NEW YORK (GenomeWeb News) – Genome Corp., a six-month old startup developing a new DNA sequencing method, today announced the three founding members of its scientific advisory board. The firm also said that it has raised $250,000 in additional funding.
The new SAB includes Norman Dovichi, an endowed professor of analytical chemistry at the University of Washington and developer of sheath flow detection for capillary electrophoresis; Annelise Barron, an associate professor of bioengineering at Stanford University and developer of sieving matrices for Sanger sequencing; and Patrick Doyle, an associate professor of chemical engineering at the Massachusetts Institute of Technology who is researching DNA migration during electrophoresis.
“We have assembled a truly unique group of advisors to help guide further development of our massively parallel Sanger sequencing technology, said Kevin Ulmer, who co-founded Providence, RI-based Genome Corp. and serves as its president and chief scientific officer.
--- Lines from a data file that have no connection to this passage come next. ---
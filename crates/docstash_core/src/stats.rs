//! Database statistics.
//!
//! Counters for monitoring the write-behind cache and the object pool.
//!
//! # Usage
//!
//! ```rust,ignore
//! let stats = db.stats();
//! println!("Written: {}", stats.documents_written);
//! println!("Pending: {}", db.pending_writes());
//! ```

use std::sync::atomic::{AtomicU64, Ordering};

/// Database statistics.
///
/// All counters are atomic and can be read while operations are in progress.
/// Values are monotonically increasing.
#[derive(Debug, Default)]
pub struct DatabaseStats {
    // Operation counters
    inserts: AtomicU64,
    selects: AtomicU64,
    deletes: AtomicU64,

    // Flush counters
    documents_written: AtomicU64,
    write_failures: AtomicU64,
    partial_flushes: AtomicU64,
    full_flushes: AtomicU64,

    // Pool counters
    pool_hits: AtomicU64,
    pool_misses: AtomicU64,
    pool_replenishments: AtomicU64,
}

impl DatabaseStats {
    /// Creates a new stats instance.
    pub fn new() -> Self {
        Self::default()
    }

    // === Increment methods (internal use) ===

    pub(crate) fn record_insert(&self) {
        self.inserts.fetch_add(1, Ordering::Relaxed);
    }

    pub(crate) fn record_select(&self) {
        self.selects.fetch_add(1, Ordering::Relaxed);
    }

    pub(crate) fn record_deletes(&self, count: u64) {
        self.deletes.fetch_add(count, Ordering::Relaxed);
    }

    pub(crate) fn record_document_written(&self) {
        self.documents_written.fetch_add(1, Ordering::Relaxed);
    }

    pub(crate) fn record_write_failure(&self) {
        self.write_failures.fetch_add(1, Ordering::Relaxed);
    }

    pub(crate) fn record_partial_flush(&self) {
        self.partial_flushes.fetch_add(1, Ordering::Relaxed);
    }

    pub(crate) fn record_full_flush(&self) {
        self.full_flushes.fetch_add(1, Ordering::Relaxed);
    }

    pub(crate) fn record_pool_hit(&self) {
        self.pool_hits.fetch_add(1, Ordering::Relaxed);
    }

    pub(crate) fn record_pool_miss(&self) {
        self.pool_misses.fetch_add(1, Ordering::Relaxed);
    }

    pub(crate) fn record_pool_replenishment(&self) {
        self.pool_replenishments.fetch_add(1, Ordering::Relaxed);
    }

    // === Getter methods (public API) ===

    /// Returns the number of inserted documents.
    pub fn inserts(&self) -> u64 {
        self.inserts.load(Ordering::Relaxed)
    }

    /// Returns the number of select calls.
    pub fn selects(&self) -> u64 {
        self.selects.load(Ordering::Relaxed)
    }

    /// Returns the number of deleted documents.
    pub fn deletes(&self) -> u64 {
        self.deletes.load(Ordering::Relaxed)
    }

    /// Returns the number of document files written.
    pub fn documents_written(&self) -> u64 {
        self.documents_written.load(Ordering::Relaxed)
    }

    /// Returns the number of documents that exhausted their write attempts.
    pub fn write_failures(&self) -> u64 {
        self.write_failures.load(Ordering::Relaxed)
    }

    /// Returns the number of partial flushes that wrote at least one document.
    pub fn partial_flushes(&self) -> u64 {
        self.partial_flushes.load(Ordering::Relaxed)
    }

    /// Returns the number of full flushes.
    pub fn full_flushes(&self) -> u64 {
        self.full_flushes.load(Ordering::Relaxed)
    }

    /// Returns how often the pool handed out a pre-built instance.
    pub fn pool_hits(&self) -> u64 {
        self.pool_hits.load(Ordering::Relaxed)
    }

    /// Returns how often the pool had to construct an instance on demand.
    pub fn pool_misses(&self) -> u64 {
        self.pool_misses.load(Ordering::Relaxed)
    }

    /// Returns the number of background pool refills.
    pub fn pool_replenishments(&self) -> u64 {
        self.pool_replenishments.load(Ordering::Relaxed)
    }

    /// Returns a snapshot of all stats.
    pub fn snapshot(&self) -> StatsSnapshot {
        StatsSnapshot {
            inserts: self.inserts(),
            selects: self.selects(),
            deletes: self.deletes(),
            documents_written: self.documents_written(),
            write_failures: self.write_failures(),
            partial_flushes: self.partial_flushes(),
            full_flushes: self.full_flushes(),
            pool_hits: self.pool_hits(),
            pool_misses: self.pool_misses(),
            pool_replenishments: self.pool_replenishments(),
        }
    }
}

/// A point-in-time snapshot of database statistics.
///
/// Unlike `DatabaseStats`, this is a plain struct that can be compared or
/// passed across threads without atomics.
#[derive(Debug, Clone, PartialEq, Eq, Default)]
pub struct StatsSnapshot {
    /// Inserted documents.
    pub inserts: u64,
    /// Select calls.
    pub selects: u64,
    /// Deleted documents.
    pub deletes: u64,
    /// Document files written.
    pub documents_written: u64,
    /// Documents that exhausted their write attempts.
    pub write_failures: u64,
    /// Partial flushes that wrote something.
    pub partial_flushes: u64,
    /// Full flushes.
    pub full_flushes: u64,
    /// Pool hits.
    pub pool_hits: u64,
    /// Pool misses.
    pub pool_misses: u64,
    /// Background pool refills.
    pub pool_replenishments: u64,
}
In addition to announcing the SAB, the firm said that it has received an additional $250,000 in funding from the Slater Technology Fund, bringing its total investment in the company to $500,000 following a similar investment in September.
While most next-generation sequencing platforms combine new chemistries, short reads, and miniaturization, Genome Corp. is betting on factory-style Sanger dideoxy sequencing and read lengths of at least 1,200 base pairs to make sequencing faster and more affordable. The startup believes its approach, which it calls “massively parallel“ Sanger sequencing, will be competitive with existing next-generation technologies.